__RECORDS SUPPLIED__.

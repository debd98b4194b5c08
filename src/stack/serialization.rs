//! Stack presets for saving and loading.

use crate::stack::structure::{ConfiguredOperation, OperationStack};
use serde::{Deserialize, Serialize};

/// Serializable representation of an operation stack.
#[derive(Debug, Clone, PartialEq, Serialize, Deserialize)]
pub struct SerializedStack {
    /// Preset format version
    pub version: String,
    /// Entries in application order
    pub operations: Vec<ConfiguredOperation>,
}

impl SerializedStack {
    /// Current format version.
    pub const VERSION: &'static str = "1.0.0";

    /// Create an empty preset.
    pub fn new() -> Self {
        Self {
            version: Self::VERSION.to_string(),
            operations: Vec::new(),
        }
    }

    /// Serialize to JSON string.
    pub fn to_json(&self) -> Result<String, serde_json::Error> {
        serde_json::to_string_pretty(self)
    }

    /// Deserialize from JSON string.
    pub fn from_json(json: &str) -> Result<Self, serde_json::Error> {
        serde_json::from_str(json)
    }

    /// Serialize to compact JSON (no whitespace).
    pub fn to_json_compact(&self) -> Result<String, serde_json::Error> {
        serde_json::to_string(self)
    }
}

impl Default for SerializedStack {
    fn default() -> Self {
        Self::new()
    }
}

impl From<&OperationStack> for SerializedStack {
    fn from(stack: &OperationStack) -> Self {
        Self {
            version: Self::VERSION.to_string(),
            operations: stack.to_list(),
        }
    }
}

__REQUIREMENT__. Keeping every word in place, restate the entries above.

__COMPLETED EXERCISE__.
repository debd98b4194b5c08
filename src/stack/serialization.rs
//! Stack presets for saving and loading.

use crate::stack::structure::{ConfiguredOperation, OperationStack};
use serde::{Deserialize, Serialize};

/// Serializable representation of an operation stack.
#[derive(Debug, Clone, PartialEq, Serialize, Deserialize)]
pub struct SerializedStack {
    /// Preset format version
    pub version: String,
    /// Entries in application order
    pub operations: Vec<ConfiguredOperation>,
}

impl SerializedStack {
    /// Current format version.
    pub const VERSION: &'static str = "1.0.0";

    /// Create an empty preset.
    pub fn new() -> Self {
        Self {
            version: Self::VERSION.to_string(),
            operations: Vec::new(),
        }
    }

    /// Serialize to JSON string.
    pub fn to_json(&self) -> Result<String, serde_json::Error> {
        serde_json::to_string_pretty(self)
    }

    /// Deserialize from JSON string.
    pub fn from_json(json: &str) -> Result<Self, serde_json::Error> {
        serde_json::from_str(json)
    }

    /// Serialize to compact JSON (no whitespace).
    pub fn to_json_compact(&self) -> Result<String, serde_json::Error> {
        serde_json::to_string(self)
    }
}

impl Default for SerializedStack {
    fn default() -> Self {
        Self::new()
    }
}

impl From<&OperationStack> for SerializedStack {
    fn from(stack: &OperationStack) -> Self {
        Self {
            version: Self::VERSION.to_string(),
            operations: stack.to_list(),
        }
    }
}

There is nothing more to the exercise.